Merasa percuma menghindar karena ia tahu Aska akan terus bertanya sampai ingin tahu terjawab. "Dulu waktu ke sana untuk menemui ayah, resepsionis itu nggak percaya kalau aku anaknya. Aku nggak nyalahin dia karena ayah sendiri melarangku ke sana, dan mungkin melihat penampilanku yang jauh dari kata layak meskipun bersih, wajar mereka ragu," jelasnya. Matanya berkaca-kaca saat menceritakan hal itu.

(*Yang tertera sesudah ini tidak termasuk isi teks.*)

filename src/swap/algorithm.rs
//! Algorithm selection: which backend algorithm each operator occurrence
//! runs with.

use super::{Operator, OperatorKind, SwapError, SwapResult};
use std::collections::HashMap;
use std::fmt;

/// Sentinel algorithm: keep the operator on the host framework.
///
/// Only meaningful for a partial swap. A full swap has no host to fall
/// back to and rejects it.
pub const PASSTHROUGH: &str = "passthrough";

/// Algorithm bound to kinds without an explicit policy.
pub const DEFAULT_ALGORITHM: &str = "default";

/// Signature of a `Callback` policy.
pub type SelectFn = dyn Fn(&Operator<'_>) -> String;

/// How the algorithm for each occurrence of one kind is chosen.
pub enum AlgorithmPolicy {
    /// Same algorithm for every occurrence.
    Constant(String),
    /// The k-th occurrence (in trace order) gets the k-th entry.
    Sequence(Vec<String>),
    /// Chosen by inspecting the operator.
    Callback(Box<SelectFn>),
}

impl AlgorithmPolicy {
    /// Binds every occurrence to `name`.
    pub fn constant(name: impl Into<String>) -> Self {
        AlgorithmPolicy::Constant(name.into())
    }

    /// Binds occurrences to `names` in trace order. Running out of names is an
    /// error.
    pub fn sequence<I, S>(names: I) -> Self
    where
        I: IntoIterator<Item = S>,
        S: Into<String>,
    {
        AlgorithmPolicy::Sequence(names.into_iter().map(Into::into).collect())
    }

    /// Lets `f` pick the algorithm from the classified operator.
    pub fn callback(f: impl Fn(&Operator<'_>) -> String + 'static) -> Self {
        AlgorithmPolicy::Callback(Box::new(f))
    }
}

impl Default for AlgorithmPolicy {
    fn default() -> Self {
        AlgorithmPolicy::constant(DEFAULT_ALGORITHM)
    }
}

impl From<&str> for AlgorithmPolicy {
    fn from(name: &str) -> Self {
        AlgorithmPolicy::constant(name)
    }
}

impl From<Vec<String>> for AlgorithmPolicy {
    fn from(names: Vec<String>) -> Self {
        AlgorithmPolicy::Sequence(names)
    }
}

impl fmt::Debug for AlgorithmPolicy {
    fn fmt(&self, f: &mut fmt::Formatter<'_>) -> fmt::Result {
        match self {
            AlgorithmPolicy::Constant(name) => f.debug_tuple("Constant").field(name).finish(),
            AlgorithmPolicy::Sequence(names) => f.debug_tuple("Sequence").field(names).finish(),
            AlgorithmPolicy::Callback(_) => f.write_str("Callback(<fn>)"),
        }
    }
}

/// Per-kind policies of a full swap.
#[derive(Debug, Default)]
pub struct AlgorithmPolicies {
    by_kind: HashMap<OperatorKind, AlgorithmPolicy>,
    fallback: AlgorithmPolicy,
}

impl AlgorithmPolicies {
    /// No explicit policies: every kind runs `"default"`.
    pub fn new() -> Self {
        Self::default()
    }

    /// Sets the policy for `kind`, replacing any earlier one.
    pub fn with(mut self, kind: OperatorKind, policy: impl Into<AlgorithmPolicy>) -> Self {
        self.insert(kind, policy.into());
        self
    }

    /// Replaces the policy used for kinds without an entry.
    pub fn with_fallback(mut self, policy: AlgorithmPolicy) -> Self {
        self.fallback = policy;
        self
    }

    /// In-place form of [`AlgorithmPolicies::with`].
    pub fn insert(&mut self, kind: OperatorKind, policy: AlgorithmPolicy) {
        self.by_kind.insert(kind, policy);
    }

    /// The policy for `kind`, or the fallback.
    pub fn get(&self, kind: OperatorKind) -> &AlgorithmPolicy {
        self.by_kind.get(&kind).unwrap_or(&self.fallback)
    }
}

impl FromIterator<(OperatorKind, AlgorithmPolicy)> for AlgorithmPolicies {
    fn from_iter<I: IntoIterator<Item = (OperatorKind, AlgorithmPolicy)>>(iter: I) -> Self {
        Self {
            by_kind: iter.into_iter().collect(),
            fallback: AlgorithmPolicy::default(),
        }
    }
}

/// How many occurrences of each kind a `Sequence` policy has consumed in
/// the current swap call.
#[derive(Debug, Clone, PartialEq, Eq)]
pub struct OccurrenceCounter {
    counts: HashMap<OperatorKind, usize>,
}

impl OccurrenceCounter {
    /// Every kind starts at zero.
    pub fn new() -> Self {
        Self {
            counts: OperatorKind::ALL.into_iter().map(|kind| (kind, 0)).collect(),
        }
    }

    pub fn get(&self, kind: OperatorKind) -> usize {
        self.counts.get(&kind).copied().unwrap_or(0)
    }

    /// Returns the current count of `kind` and advances it.
    fn advance(&mut self, kind: OperatorKind) -> usize {
        let count = self.counts.entry(kind).or_insert(0);
        let current = *count;
        *count += 1;
        current
    }
}

impl Default for OccurrenceCounter {
    fn default() -> Self {
        Self::new()
    }
}

/// Resolves the algorithm of one occurrence of `kind`.
///
/// Only `Sequence` touches the counter, once per call.
pub fn resolve(
    kind: OperatorKind,
    operator: &Operator<'_>,
    policy: &AlgorithmPolicy,
    counter: &mut OccurrenceCounter,
) -> SwapResult<String> {
    match policy {
        AlgorithmPolicy::Constant(name) => Ok(name.clone()),
        AlgorithmPolicy::Callback(select) => Ok(select(operator)),
        AlgorithmPolicy::Sequence(names) => {
            let index = counter.advance(kind);
            names.get(index).cloned().ok_or_else(|| {
                SwapError::InvalidConfiguration(format!(
                    "no algorithm for {} occurrence #{}: the sequence has {} entries",
                    kind,
                    index + 1,
                    names.len()
                ))
            })
        }
    }
}

#[cfg(test)]
mod tests {
    use super::*;
    use crate::nn::Conv2d;

    #[test]
    fn test_constant_does_not_count() {
        let mut counter = OccurrenceCounter::new();
        let policy = AlgorithmPolicy::constant("gemm");
        for _ in 0..3 {
            assert_eq!(resolve(OperatorKind::ReLU, &Operator::ReLU, &policy, &mut counter).unwrap(), "gemm");
        }
        assert_eq!(counter.get(OperatorKind::ReLU), 0);
    }

    #[test]
    fn test_sequence_walks_and_exhausts() {
        let mut counter = OccurrenceCounter::new();
        let policy = AlgorithmPolicy::sequence(["a", "b"]);
        let kind = OperatorKind::ReLU;
        assert_eq!(resolve(kind, &Operator::ReLU, &policy, &mut counter).unwrap(), "a");
        assert_eq!(resolve(kind, &Operator::ReLU, &policy, &mut counter).unwrap(), "b");
        let err = resolve(kind, &Operator::ReLU, &policy, &mut counter).unwrap_err();
        assert!(matches!(err, SwapError::InvalidConfiguration(_)));
        assert_eq!(counter.get(kind), 3);
        // other kinds keep their own count
        assert_eq!(counter.get(OperatorKind::Conv2d), 0);
    }

    #[test]
    fn test_callback_sees_the_operator() {
        let policy = AlgorithmPolicy::callback(|op| match op {
            Operator::Conv2d(c) if c.config.kernel_size == (1, 1) => "direct".to_string(),
            _ => "kn2row".to_string(),
        });
        let mut counter = OccurrenceCounter::new();
        let pointwise = Conv2d::new(2, 2, (1, 1));
        let wide = Conv2d::new(2, 2, (3, 3));
        let kind = OperatorKind::Conv2d;
        assert_eq!(resolve(kind, &Operator::Conv2d(&pointwise), &policy, &mut counter).unwrap(), "direct");
        assert_eq!(resolve(kind, &Operator::Conv2d(&wide), &policy, &mut counter).unwrap(), "kn2row");
    }

    #[test]
    fn test_policies_fall_back_to_default() {
        let policies = AlgorithmPolicies::new().with(OperatorKind::Linear, "gemm");
        assert!(matches!(policies.get(OperatorKind::Linear), AlgorithmPolicy::Constant(n) if n == "gemm"));
        assert!(matches!(policies.get(OperatorKind::Conv2d), AlgorithmPolicy::Constant(n) if n == DEFAULT_ALGORITHM));
    }
}
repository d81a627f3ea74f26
//! Navigation of a module tree by `ModulePath`.

use super::{SwapError, SwapResult};
use crate::asg::ModulePath;
use crate::nn::Module;

fn missing(path: &ModulePath, segment: &str) -> SwapError {
    SwapError::PathResolution {
        path: path.to_string(),
        segment: segment.to_string(),
    }
}

/// Resolves `path` one segment at a time through `Module::child`.
pub fn get_module<'a>(root: &'a dyn Module, path: &ModulePath) -> SwapResult<&'a dyn Module> {
    let mut current = root;
    for segment in path.segments() {
        current = current.child(segment).ok_or_else(|| missing(path, segment))?;
    }
    Ok(current)
}

/// Mutable slot holding the module at `path`. The root path yields `root`.
pub fn get_module_mut<'a>(
    root: &'a mut Box<dyn Module>,
    path: &ModulePath,
) -> SwapResult<&'a mut Box<dyn Module>> {
    let mut current = root;
    for segment in path.segments() {
        current = current.child_mut(segment).ok_or_else(|| missing(path, segment))?;
    }
    Ok(current)
}

/// Replaces the module at `path` on its immediate parent and returns the
/// module that was there. Siblings are not touched.
pub fn set_module(
    root: &mut Box<dyn Module>,
    path: &ModulePath,
    new: Box<dyn Module>,
) -> SwapResult<Box<dyn Module>> {
    let slot = get_module_mut(root, path)?;
    Ok(std::mem::replace(slot, new))
}

#[cfg(test)]
mod tests {
    use super::*;
    use crate::nn::{Flatten, Linear, ModuleView, ReLU, Sequential};

    fn tree() -> Box<dyn Module> {
        Box::new(
            Sequential::new()
                .push_named("features", Sequential::new().push(ReLU::new()).push(Flatten::new()))
                .push_named("fc", Linear::new(4, 2)),
        )
    }

    #[test]
    fn test_get_nested() {
        let root = tree();
        let m = get_module(root.as_ref(), &ModulePath::parse("features.1")).unwrap();
        assert!(matches!(m.view(), ModuleView::Flatten(_)));
        let r = get_module(root.as_ref(), &ModulePath::root()).unwrap();
        assert!(matches!(r.view(), ModuleView::Container));
    }

    #[test]
    fn test_unknown_segment_fails() {
        let root = tree();
        let err = get_module(root.as_ref(), &ModulePath::parse("features.7")).unwrap_err();
        assert_eq!(
            err,
            SwapError::PathResolution {
                path: "features.7".to_string(),
                segment: "7".to_string()
            }
        );
        // leaves have no children
        assert!(get_module(root.as_ref(), &ModulePath::parse("fc.weight")).is_err());
    }

    #[test]
    fn test_set_replaces_only_the_leaf() {
        let mut root = tree();
        let sibling = get_module(root.as_ref(), &ModulePath::parse("features.1")).unwrap()
            as *const dyn Module as *const ();

        let old = set_module(&mut root, &ModulePath::parse("features.0"), Box::new(Flatten::new())).unwrap();
        assert!(matches!(old.view(), ModuleView::ReLU(_)));

        let replaced = get_module(root.as_ref(), &ModulePath::parse("features.0")).unwrap();
        assert!(matches!(replaced.view(), ModuleView::Flatten(_)));
        let sibling_after = get_module(root.as_ref(), &ModulePath::parse("features.1")).unwrap()
            as *const dyn Module as *const ();
        assert_eq!(sibling, sibling_after);
    }

    #[test]
    fn test_set_root() {
        let mut root = tree();
        let old = set_module(&mut root, &ModulePath::root(), Box::new(ReLU::new())).unwrap();
        assert!(matches!(old.view(), ModuleView::Container));
        assert!(matches!(root.view(), ModuleView::ReLU(_)));
    }
}
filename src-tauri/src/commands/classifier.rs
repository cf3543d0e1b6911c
use crate::error::{AppError, PipelineError};
use crate::models::classify_types::{ModelStatus, ResultView};
use crate::services::classifier::inference;
use crate::services::classifier::model_manager::ModelManager;
use crate::services::{preview_service, report_service};
use tauri::ipc::{InvokeBody, Request};
use tauri::State;

#[tauri::command]
pub async fn get_model_status(model_manager: State<'_, ModelManager>) -> Result<ModelStatus, AppError> {
    Ok(model_manager.status().await)
}

/// Classify one uploaded image. The request body is the raw file bytes.
#[tauri::command]
pub async fn classify_upload(
    request: Request<'_>,
    model_manager: State<'_, ModelManager>,
) -> Result<ResultView, AppError> {
    let bytes = match request.body() {
        InvokeBody::Raw(bytes) => bytes.clone(),
        InvokeBody::Json(_) => return Err("Expected the image file as a raw request body".into()),
    };

    let Some(model) = model_manager.get_model() else {
        let message = model_manager
            .get_error()
            .await
            .unwrap_or_else(|| "Model is not ready yet".to_string());
        return Err(AppError {
            kind: "not_ready".to_string(),
            message,
        });
    };

    let upload_size = bytes.len();
    let result = tokio::task::spawn_blocking(move || -> Result<ResultView, PipelineError> {
        let (diagnosis, rgb) = inference::classify_upload_with_model(model.as_ref(), &bytes)?;

        let preview = match preview_service::generate_preview(&rgb) {
            Ok(uri) => Some(uri),
            Err(e) => {
                tracing::warn!(error = %e, "Failed to build preview");
                None
            }
        };

        Ok(report_service::render(&diagnosis, preview))
    })
    .await
    .map_err(|e| AppError::from(format!("Classification task failed: {}", e)))?;

    match result {
        Ok(view) => {
            tracing::info!(
                upload_size,
                label = %view.label,
                score = %view.score_text,
                "Classified upload"
            );
            Ok(view)
        }
        Err(e) => {
            tracing::warn!(upload_size, error = %e, "Failed to classify upload");
            Err(e.into())
        }
    }
}
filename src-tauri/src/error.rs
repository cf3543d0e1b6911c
use serde::Serialize;
use std::fmt;
use std::path::PathBuf;
use thiserror::Error;

/// Failures of the classification pipeline.
///
/// `Download` and `Load` happen once at startup and leave the app unable to
/// classify. `Decode` and `Inference` only affect the upload that caused them.
#[derive(Debug, Error)]
pub enum PipelineError {
    #[error("Failed to download model from {url}: {reason}")]
    Download { url: String, reason: String },

    #[error("Failed to load model {}: {reason}", path.display())]
    Load { path: PathBuf, reason: String },

    #[error("Failed to decode image: {0}")]
    Decode(String),

    #[error("Inference failed: {0}")]
    Inference(String),

    #[error("I/O error: {0}")]
    Io(#[from] std::io::Error),
}

impl PipelineError {
    pub fn kind(&self) -> &'static str {
        match self {
            PipelineError::Download { .. } => "download",
            PipelineError::Load { .. } => "load",
            PipelineError::Decode(_) => "decode",
            PipelineError::Inference(_) => "inference",
            PipelineError::Io(_) => "io",
        }
    }

    /// Startup failures cannot be recovered from without restarting the app.
    pub fn is_fatal(&self) -> bool {
        matches!(
            self,
            PipelineError::Download { .. } | PipelineError::Load { .. }
        )
    }
}

impl From<image::ImageError> for PipelineError {
    fn from(err: image::ImageError) -> Self {
        PipelineError::Decode(err.to_string())
    }
}

/// Error shape returned to the web view.
#[derive(Debug, Serialize)]
pub struct AppError {
    pub kind: String,
    pub message: String,
}

impl fmt::Display for AppError {
    fn fmt(&self, f: &mut fmt::Formatter<'_>) -> fmt::Result {
        write!(f, "{}", self.message)
    }
}

impl From<PipelineError> for AppError {
    fn from(err: PipelineError) -> Self {
        AppError {
            kind: err.kind().to_string(),
            message: err.to_string(),
        }
    }
}

impl From<String> for AppError {
    fn from(msg: String) -> Self {
        AppError {
            kind: "internal".to_string(),
            message: msg,
        }
    }
}

impl From<&str> for AppError {
    fn from(msg: &str) -> Self {
        AppError {
            kind: "internal".to_string(),
            message: msg.to_string(),
        }
    }
}

#[cfg(test)]
mod tests {
    use super::*;

    #[test]
    fn test_app_error_keeps_kind_and_message() {
        let err: AppError = PipelineError::Decode("not a png".into()).into();
        assert_eq!(err.kind, "decode");
        assert_eq!(err.message, "Failed to decode image: not a png");
    }

    #[test]
    fn test_only_startup_errors_are_fatal() {
        let download = PipelineError::Download {
            url: "http://example.invalid/model.onnx".into(),
            reason: "HTTP 404".into(),
        };
        let load = PipelineError::Load {
            path: PathBuf::from("model.onnx"),
            reason: "corrupt".into(),
        };
        assert!(download.is_fatal());
        assert!(load.is_fatal());
        assert!(!PipelineError::Decode("x".into()).is_fatal());
        assert!(!PipelineError::Inference("x".into()).is_fatal());
    }
}
use serde::Serialize;
use std::fmt;

#[derive(Debug, Serialize, Clone, Copy, PartialEq, Eq)]
pub enum Label {
    Normal,
    Katarak,
}

impl Label {
    pub fn as_str(&self) -> &'static str {
        match self {
            Label::Normal => "Normal",
            Label::Katarak => "Katarak",
        }
    }
}

impl fmt::Display for Label {
    fn fmt(&self, f: &mut fmt::Formatter<'_>) -> fmt::Result {
        f.write_str(self.as_str())
    }
}

/// Outcome of the decision policy for one upload.
#[derive(Debug, Serialize, Clone, Copy, PartialEq)]
pub struct Diagnosis {
    pub label: Label,
    /// Always in [0.5, 1.0].
    pub confidence: f32,
    /// Model output after clamping to [0, 1].
    pub score: f32,
}

#[derive(Debug, Serialize, Clone, Copy, PartialEq, Eq)]
#[serde(rename_all = "lowercase")]
pub enum Tone {
    Alert,
    Success,
}

/// Everything the page needs to render one result.
#[derive(Debug, Serialize, Clone)]
pub struct ResultView {
    pub label: Label,
    pub tone: Tone,
    pub headline: String,
    pub confidence_text: String,
    pub score_text: String,
    pub explanation: String,
    pub preview: Option<String>,
}

#[derive(Debug, Serialize, Clone)]
pub struct ModelStatus {
    pub downloaded: bool,
    pub loading: bool,
    pub ready: bool,
    pub error: Option<String>,
}

#[derive(Debug, Serialize, Clone, Copy, PartialEq, Eq)]
pub struct DownloadProgress {
    pub downloaded: u64,
    /// Zero when the server sent no Content-Length.
    pub total: u64,
    pub percent: u64,
}
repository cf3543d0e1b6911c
fn main() {
    #[cfg(feature = "desktop")]
    tauri_build::build();
}
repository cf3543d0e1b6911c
#[cfg(feature = "desktop")]
mod commands;
pub mod config;
pub mod error;
pub mod logging;
pub mod models;
pub mod services;

#[cfg(feature = "desktop")]
pub use desktop::run;

#[cfg(feature = "desktop")]
mod desktop {
    use crate::commands;
    use crate::config::AppConfig;
    use crate::logging::setup_logging;
    use crate::models::classify_types::DownloadProgress;
    use crate::services::classifier::model_manager::ModelManager;
    use tauri::{Emitter, Manager};

    #[cfg_attr(mobile, tauri::mobile_entry_point)]
    pub fn run() {
        let config = AppConfig::from_env();
        setup_logging(&config.environment);
        tracing::info!(environment = config.environment.as_str(), "Starting retina-check");

        tauri::Builder::default()
            .setup(move |app| {
                let app_data_dir = app.path().app_data_dir()?;
                std::fs::create_dir_all(&app_data_dir)?;

                let model_manager = ModelManager::from_config(&config, &app_data_dir);
                app.manage(model_manager.clone());

                // Provision and load once, before any upload is accepted
                let app_handle = app.handle().clone();
                tauri::async_runtime::spawn(async move {
                    let _ = app_handle.emit(
                        "model-status",
                        serde_json::json!({ "status": "preparing" }),
                    );

                    let progress_handle = app_handle.clone();
                    let result = model_manager
                        .ensure_ready(move |progress: DownloadProgress| {
                            let _ = progress_handle.emit("download-progress", progress);
                        })
                        .await;

                    match result {
                        Ok(_) => {
                            let _ = app_handle.emit(
                                "model-status",
                                serde_json::json!({ "status": "ready" }),
                            );
                        }
                        Err(e) => {
                            // Download and load failures need a restart; anything else may clear up.
                            let status = if e.is_fatal() { "failed" } else { "error" };
                            tracing::error!(error = %e, kind = e.kind(), "Model unavailable, classification disabled");
                            let _ = app_handle.emit(
                                "model-status",
                                serde_json::json!({ "status": status, "error": e.to_string() }),
                            );
                        }
                    }
                });

                Ok(())
            })
            .invoke_handler(tauri::generate_handler![
                commands::classifier::get_model_status,
                commands::classifier::classify_upload,
            ])
            .run(tauri::generate_context!())
            .expect("error while running tauri application");
    }
}
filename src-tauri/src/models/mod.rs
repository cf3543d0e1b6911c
pub mod classify_types;
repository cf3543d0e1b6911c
use crate::config::Environment;
use tracing_subscriber::{layer::SubscriberExt, util::SubscriberInitExt};

/// Initialize tracing with pretty output for development and JSON for production.
///
/// Filtering follows RUST_LOG, defaulting to "info".
pub fn setup_logging(environment: &Environment) {
    let env_filter =
        tracing_subscriber::EnvFilter::try_from_default_env().unwrap_or_else(|_| "info".into());

    let registry = tracing_subscriber::registry().with(env_filter);

    match environment {
        Environment::Production => {
            registry
                .with(tracing_subscriber::fmt::layer().json().with_level(true))
                .init();
        }
        Environment::Development => {
            registry
                .with(tracing_subscriber::fmt::layer().pretty().with_ansi(true))
                .init();
        }
    }
}
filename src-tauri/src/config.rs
use std::env;
use std::path::{Path, PathBuf};

pub const MODEL_FILE_NAME: &str = "model_binary.onnx";

#[derive(Debug, Clone, PartialEq)]
pub enum Environment {
    Development,
    Production,
}

impl Environment {
    pub fn as_str(&self) -> &'static str {
        match self {
            Environment::Development => "development",
            Environment::Production => "production",
        }
    }

    pub fn from_env() -> Self {
        match env::var("ENVIRONMENT")
            .unwrap_or_else(|_| "development".to_string())
            .to_lowercase()
            .as_str()
        {
            "production" | "prod" => Environment::Production,
            _ => Environment::Development,
        }
    }
}

#[derive(Debug, Clone)]
pub struct AppConfig {
    pub environment: Environment,
    /// Where to fetch the ONNX artifact from. Only needed when it is not cached yet.
    pub model_url: Option<String>,
    /// Overrides the default artifact location under the app data directory.
    pub model_path: Option<PathBuf>,
    pub onnx_threads: usize,
}

impl AppConfig {
    /// Load configuration from environment variables with sensible defaults
    pub fn from_env() -> Self {
        let environment = Environment::from_env();

        let model_url = env::var("RETINA_MODEL_URL")
            .ok()
            .filter(|s| !s.trim().is_empty());

        let model_path = env::var("RETINA_MODEL_PATH")
            .ok()
            .filter(|s| !s.trim().is_empty())
            .map(PathBuf::from);

        let onnx_threads = env::var("RETINA_ONNX_THREADS")
            .ok()
            .and_then(|s| s.parse().ok())
            .filter(|&n: &usize| n > 0)
            .unwrap_or(1);

        Self {
            environment,
            model_url,
            model_path,
            onnx_threads,
        }
    }

    /// Where the artifact is cached, given the app's data directory.
    pub fn resolve_model_path(&self, app_data_dir: &Path) -> PathBuf {
        self.model_path
            .clone()
            .unwrap_or_else(|| app_data_dir.join("models").join(MODEL_FILE_NAME))
    }
}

Sebenarnya itu bukan masalah besar namun cukup melukai dirinya.
Aska menatal diam wajah Nala yang mulai memerah. Berdiri lalu memeluk Nala. Ia tahu istrinya pasti menangis. Mengusap punggung wanita itu dengan lembut. Mengecupi rambut Nala yang wangi. "Aku minta maaf jika itu melukaimu, La. Pasti ada alasannya kenapa ayah melarangmu ke kantor." Aska merasa Nala mengangguk dalam dekapannya. Aska mengurai pelukannya, menatapnya lalu menghapus air mata Nala. "Jangan nangis lagi. Ganti bajumu dengan yang nyaman dan ikut aku ke kantor. Oke?"
"Tapi—"
"Nggak ada tapi, La. Ganti bajumu."
"Aku nggak ada baju yang pantas, Kak. Bajuku banyak yang nggak muat," tolaknya lagi. Ia benar-benar malas.
"Pakai yang ada dan nyaman. Kalau emang nggak ada yang muat, kamu bisa pake kaosku seperti ke mall dulu aku nggak keberatan. Nggak perlu dandan juga." Argumentasi Aska mematahkan bantahan Nala.
Wanita itu merenggut, berdecak dalam hatinya. Bagaimana bisa menghindar jika Aska terus memaksa ikut. Lalu dengan berat hati menuruti keinginan Aska. Untuk kali ini saja, pikir Nala.